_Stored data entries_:

'''

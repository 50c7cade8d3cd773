// SPDX-License-Identifier: BUSL-1.1
// Copyright (c) 2026 Alfred Jean LLC

//! `lcloudd run` - the long-running poll loop

use std::path::Path;
use std::sync::Arc;

use tokio_util::sync::CancellationToken;
use tracing::{error, info};

use super::load_settings;
use crate::env::VERSION;
use crate::lifecycle::{self, shutdown_signal, DaemonLock, Paths};
use crate::ExitError;

pub async fn run(config: &Path, paths: &Paths) -> Result<(), ExitError> {
    let settings = Arc::new(load_settings(config)?);
    let lock = DaemonLock::acquire(&paths.lock_path).map_err(ExitError::fatal)?;
    let service = lifecycle::service(&settings, &paths.ledger_path).map_err(ExitError::fatal)?;

    info!(
        version = VERSION,
        pid = std::process::id(),
        config = %config.display(),
        lock = %lock.path().display(),
        stages = ?settings.build.dispatch.iter().map(|s| s.name()).collect::<Vec<_>>(),
        "lcloudd started"
    );

    let shutdown = CancellationToken::new();
    tokio::spawn({
        let shutdown = shutdown.clone();
        async move {
            match shutdown_signal().await {
                Ok(()) => info!("shutdown requested"),
                Err(e) => error!(error = %e, "could not listen for signals, stopping"),
            }
            shutdown.cancel();
        }
    });

    service.run(shutdown).await;
    drop(lock);
    info!("lcloudd stopped");
    Ok(())
}
// SPDX-License-Identifier: BUSL-1.1
// Copyright (c) 2026 Alfred Jean LLC

use super::*;
use crate::subprocess::{CapturedOutput, FakeProcessRunner};
use yare::parameterized;

const LEASES: &str = r#"[
  {
    "ip-address": "192.168.122.40",
    "mac-address": "52:54:00:aa:bb:01",
    "hostname": "Builder-Win11",
    "expiry-time": 1760000000
  },
  {
    "ip-address": "192.168.122.41",
    "mac-address": "52:54:00:aa:bb:02",
    "expiry-time": 1760000000
  },
  {
    "ip-address": "192.168.122.55",
    "mac-address": "52:54:00:aa:bb:03",
    "hostname": "Builder-MacOS",
    "expiry-time": 1760000100
  },
  {
    "ip-address": "192.168.122.56",
    "mac-address": "52:54:00:aa:bb:03",
    "hostname": "Builder-MacOS",
    "expiry-time": 1760000200
  }
]"#;

fn settings(lease_file: PathBuf) -> HypervisorSettings {
    HypervisorSettings {
        virsh: vec!["sudo".into(), "virsh".into()],
        lease_file,
        probe_interval_ms: 50,
        ..HypervisorSettings::default()
    }
}

fn controller(process: &FakeProcessRunner) -> VirshController<FakeProcessRunner> {
    VirshController::new(process.clone(), &settings(PathBuf::from("/nonexistent/leases")))
}

#[parameterized(
    exact = { "Builder-Win11", Some("192.168.122.40") },
    case_folded = { "builder-win11", Some("192.168.122.40") },
    last_lease_wins = { "Builder-MacOS", Some("192.168.122.56") },
    unknown = { "Builder-Linux", None },
)]
fn lease_lookup(domain: &str, expected: Option<&str>) {
    assert_eq!(lease_ip(LEASES, domain).unwrap().as_deref(), expected);
}

#[test]
fn empty_lease_file_has_no_leases() {
    assert_eq!(lease_ip("", "any").unwrap(), None);
    assert_eq!(lease_ip("[]", "any").unwrap(), None);
}

#[test]
fn malformed_lease_file_is_an_error() {
    assert!(lease_ip("{not json", "any").is_err());
}

#[parameterized(
    ten_percent = { 100_000, 10, 10_000 },
    full = { 100_000, 100, 100_000 },
    floor = { 5_000, 1, 1_000 },
    clamped = { 100_000, 200, 100_000 },
)]
fn quota_math(period: u64, share: u8, expected: i64) {
    assert_eq!(quota_for(period, share), expected);
}

#[tokio::test]
async fn ensure_running_skips_start_when_running() {
    let process = FakeProcessRunner::new();
    process.stdout("domstate", "running\n\n");

    controller(&process).ensure_running("Builder-Win11").await.unwrap();

    assert_eq!(process.commands(), vec!["sudo virsh domstate Builder-Win11"]);
}

#[tokio::test]
async fn ensure_running_starts_shut_off_guest() {
    let process = FakeProcessRunner::new();
    process.stdout("domstate", "shut off\n");

    controller(&process).ensure_running("Builder-Win11").await.unwrap();

    assert_eq!(
        process.commands(),
        vec!["sudo virsh domstate Builder-Win11", "sudo virsh start Builder-Win11"]
    );
}

#[tokio::test]
async fn failed_start_reports_stderr() {
    let process = FakeProcessRunner::new();
    process.stdout("domstate", "shut off\n");
    process.respond(
        "start",
        CapturedOutput { code: 1, stdout: String::new(), stderr: "error: domain not found\n".into() },
    );

    let err = controller(&process).ensure_running("ghost").await.unwrap_err();

    match err {
        VmError::Command { action, domain, detail } => {
            assert_eq!(action, "start");
            assert_eq!(domain, "ghost");
            assert_eq!(detail, "error: domain not found");
        }
        other => panic!("unexpected error: {other}"),
    }
}

#[tokio::test]
async fn throttle_and_restore_set_vcpu_quota() {
    let process = FakeProcessRunner::new();
    let vm = controller(&process);

    vm.throttle("Builder-MacOS", 10).await.unwrap();
    vm.restore("Builder-MacOS").await.unwrap();

    assert_eq!(
        process.commands(),
        vec![
            "sudo virsh schedinfo Builder-MacOS --live --set vcpu_quota=10000",
            "sudo virsh schedinfo Builder-MacOS --live --set vcpu_quota=-1",
        ]
    );
}

#[tokio::test]
async fn static_ip_wins_over_lease_file() {
    let process = FakeProcessRunner::new();

    let ip = controller(&process).resolve_ip("Builder-Win11", Some("10.0.0.5")).await.unwrap();

    assert_eq!(ip, "10.0.0.5");
}

#[tokio::test]
async fn resolve_ip_reads_lease_file() {
    let dir = tempfile::tempdir().unwrap();
    let path = dir.path().join("virbr0.status");
    std::fs::write(&path, LEASES).unwrap();
    let vm = VirshController::new(FakeProcessRunner::new(), &settings(path.clone()));

    assert_eq!(vm.resolve_ip("builder-macos", None).await.unwrap(), "192.168.122.56");
    let err = vm.resolve_ip("Builder-Linux", None).await.unwrap_err();
    assert!(matches!(err, VmError::NoLease { .. }));
}

#[tokio::test]
async fn missing_lease_file_is_a_read_error() {
    let err = controller(&FakeProcessRunner::new()).resolve_ip("any", None).await.unwrap_err();

    assert!(matches!(err, VmError::LeaseRead { .. }));
}

#[tokio::test]
async fn await_network_times_out_at_deadline() {
    let listener = tokio::net::TcpListener::bind("127.0.0.1:0").await.unwrap();
    let port = listener.local_addr().unwrap().port();
    drop(listener);
    let vm = controller(&FakeProcessRunner::new());
    let timeout = Duration::from_millis(800);
    let start = std::time::Instant::now();

    let err = vm.await_network("127.0.0.1", port, timeout).await.unwrap_err();

    assert!(start.elapsed() >= timeout);
    assert!(matches!(err, VmError::NetworkTimeout { timeout: t, .. } if t == timeout));
}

'''

Could you copy every line from the records that has "detail" in it?

_RESULT OF THE EXERCISE_:
        VmError::Command { action, domain, detail } => {
            assert_eq!(detail, "error: domain not found");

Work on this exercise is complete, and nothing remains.